Corn/Potato/Rice/Flour starches in deep frying

deep-fryingstarch

Lately, I've been looking at a few deep fried recipes and have noticed different types of refined starches being used.

As far as cornstarch goes, I've seen a sweet potato and Idaho/Russet (normal) potato fry recipes that used cornstarch for crispiness. This bon apetit recipe uses a light coating of cornstarch as well. In this Chinese recipe, the egg plant is coated with cornstarch for crispiness as well. It would appear, that cornstarch seems to be favored for light coating.

Flour, seems to be much more widely used for heavier battering. Flour seems to be paired with baking powder in a lot of buttermilk fried chicken or fish recipes.

I also found a un-cited forum post on chow-hound which claims:

Corn starch is a bit crispier than flour, but if you want best results fro a single-layer fry coating then rice flour is the best. -RealMenJulienne

My question is what would happen if you subbed cornstarch for the flour dredging in something like buttermilk chicken? More crispiness? What about rice flour, is that the crispiest?

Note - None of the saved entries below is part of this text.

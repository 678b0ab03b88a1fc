//! Randomized timing: backoff between cycles and human-paced delays
//!
//! Both windows are inclusive on both ends and validated at construction, so
//! a sampled value is always inside `[min, max]`.

use crate::error::{AutopostError, ConfigError, Result};
use rand::Rng;
use serde::{Deserialize, Serialize};
use std::time::Duration;

/// Uniform backoff window between cycles, in whole seconds
#[derive(Debug, Clone, Copy, PartialEq, Eq)]
pub struct BackoffWindow {
    min_secs: u64,
    max_secs: u64,
}

impl BackoffWindow {
    pub fn new(min_secs: u64, max_secs: u64) -> Result<Self> {
        if max_secs < min_secs {
            return Err(ConfigError::OutOfRange {
                field: "bot.interval_max".to_string(),
                reason: format!(
                    "must be >= interval_min ({} < {})",
                    max_secs, min_secs
                ),
            }
            .into());
        }
        Ok(Self { min_secs, max_secs })
    }

    /// Parse a "MIN-MAX" window with human-readable bounds, e.g. "5m-15m"
    pub fn parse(input: &str) -> Result<Self> {
        let (min_str, max_str) = parse_range(input)?;
        let min = parse_duration(min_str)?;
        let max = parse_duration(max_str)?;
        Self::new(min.as_secs(), max.as_secs())
    }

    pub fn min_secs(&self) -> u64 {
        self.min_secs
    }

    pub fn max_secs(&self) -> u64 {
        self.max_secs
    }

    /// Draw a wait length in seconds
    pub fn sample<R: Rng + ?Sized>(&self, rng: &mut R) -> u64 {
        rng.gen_range(self.min_secs..=self.max_secs)
    }
}

impl Default for BackoffWindow {
    fn default() -> Self {
        Self {
            min_secs: 5,
            max_secs: 15,
        }
    }
}

/// Inclusive millisecond range used for keystroke, line and anti-spam pauses
#[derive(Debug, Clone, Copy, PartialEq, Eq, Serialize, Deserialize)]
#[serde(try_from = "[u64; 2]", into = "[u64; 2]")]
pub struct DelayRange {
    min_ms: u64,
    max_ms: u64,
}

impl DelayRange {
    /// Per-character typing delay
    pub const KEYSTROKE: Self = Self { min_ms: 30, max_ms: 90 };
    /// Pause after each typed line
    pub const LINE_PAUSE: Self = Self { min_ms: 100, max_ms: 500 };
    /// Wait before submitting
    pub const ANTI_SPAM: Self = Self { min_ms: 2000, max_ms: 8000 };

    pub fn new(min_ms: u64, max_ms: u64) -> Result<Self> {
        if max_ms < min_ms {
            return Err(ConfigError::OutOfRange {
                field: "pacing".to_string(),
                reason: format!("range [{}, {}] has max below min", min_ms, max_ms),
            }
            .into());
        }
        Ok(Self { min_ms, max_ms })
    }

    pub const fn zero() -> Self {
        Self { min_ms: 0, max_ms: 0 }
    }

    pub fn min_ms(&self) -> u64 {
        self.min_ms
    }

    pub fn max_ms(&self) -> u64 {
        self.max_ms
    }

    pub fn sample<R: Rng + ?Sized>(&self, rng: &mut R) -> Duration {
        Duration::from_millis(rng.gen_range(self.min_ms..=self.max_ms))
    }
}

impl TryFrom<[u64; 2]> for DelayRange {
    type Error = AutopostError;

    fn try_from(bounds: [u64; 2]) -> Result<Self> {
        Self::new(bounds[0], bounds[1])
    }
}

impl From<DelayRange> for [u64; 2] {
    fn from(range: DelayRange) -> Self {
        [range.min_ms, range.max_ms]
    }
}

/// Render a countdown for logs ("4m 10s")
pub fn format_wait(secs: u64) -> String {
    humantime::format_duration(Duration::from_secs(secs)).to_string()
}

/// Split "MIN-MAX" into (MIN, MAX)
fn parse_range(range: &str) -> Result<(&str, &str)> {
    let parts: Vec<&str> = range.split('-').map(str::trim).collect();
    match parts.as_slice() {
        [min, max] if !min.is_empty() && !max.is_empty() => Ok((min, max)),
        _ => Err(AutopostError::InvalidInput(format!(
            "Interval must be MIN-MAX, got '{}'",
            range
        ))),
    }
}

/// Accept bare integers as seconds, otherwise humantime syntax
fn parse_duration(input: &str) -> Result<Duration> {
    if let Ok(secs) = input.parse::<u64>() {
        return Ok(Duration::from_secs(secs));
    }
    humantime::parse_duration(input).map_err(|e| {
        AutopostError::InvalidInput(format!("Could not parse duration '{}': {}", input, e))
    })
}

#[cfg(test)]
mod tests {
    use super::*;
    use rand::rngs::StdRng;
    use rand::SeedableRng;

    #[test]
    fn test_backoff_samples_stay_in_window() {
        let window = BackoffWindow::new(5, 15).unwrap();
        let mut rng = StdRng::seed_from_u64(7);

        let mut seen_min = false;
        let mut seen_max = false;
        for _ in 0..1000 {
            let secs = window.sample(&mut rng);
            assert!((5..=15).contains(&secs), "sample {} out of range", secs);
            seen_min |= secs == 5;
            seen_max |= secs == 15;
        }
        // Both bounds are inclusive
        assert!(seen_min && seen_max);
    }

    #[test]
    fn test_backoff_rejects_inverted_window() {
        let result = BackoffWindow::new(15, 5);
        assert!(matches!(result, Err(AutopostError::Config(_))));
    }

    #[test]
    fn test_backoff_degenerate_window() {
        let window = BackoffWindow::new(0, 0).unwrap();
        let mut rng = StdRng::seed_from_u64(1);
        assert_eq!(window.sample(&mut rng), 0);
    }

    #[test]
    fn test_backoff_parse_human_units() {
        let window = BackoffWindow::parse("5m-15m").unwrap();
        assert_eq!(window.min_secs(), 300);
        assert_eq!(window.max_secs(), 900);

        let window = BackoffWindow::parse("30-90").unwrap();
        assert_eq!(window.min_secs(), 30);
        assert_eq!(window.max_secs(), 90);
    }

    #[test]
    fn test_backoff_parse_errors() {
        assert!(BackoffWindow::parse("5m").is_err());
        assert!(BackoffWindow::parse("5m-").is_err());
        assert!(BackoffWindow::parse("soon-later").is_err());
        assert!(BackoffWindow::parse("15m-5m").is_err());
    }

    #[test]
    fn test_delay_range_sample_in_bounds() {
        let range = DelayRange::new(30, 90).unwrap();
        let mut rng = StdRng::seed_from_u64(42);
        for _ in 0..500 {
            let d = range.sample(&mut rng);
            assert!(d >= Duration::from_millis(30) && d <= Duration::from_millis(90));
        }
    }

    #[test]
    fn test_delay_range_deserialize_validates() {
        #[derive(Deserialize)]
        struct Wrapper {
            range: DelayRange,
        }

        let ok: Wrapper = toml::from_str("range = [100, 500]").unwrap();
        assert_eq!(ok.range.min_ms(), 100);
        assert_eq!(ok.range.max_ms(), 500);

        assert!(toml::from_str::<Wrapper>("range = [500, 100]").is_err());
    }

    #[test]
    fn test_format_wait() {
        assert_eq!(format_wait(250), "4m 10s");
    }
}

How do you choose the best starch/flour when choosing to deep fry foods?


*Note, if the scope is too wide, let's answer this question in the context of fried chickens dredged vs. lightly coated.

Best Answer

Imagine you fry it as a whole

If you want potato starch. Think, what it is like to fry a whole potato because potato starch come from potato. People cook base on recipe and lost interest in how the ingredient is made.

If you want crisp imaging what it like to deep fried rice. So, rice flour will make your food crispy.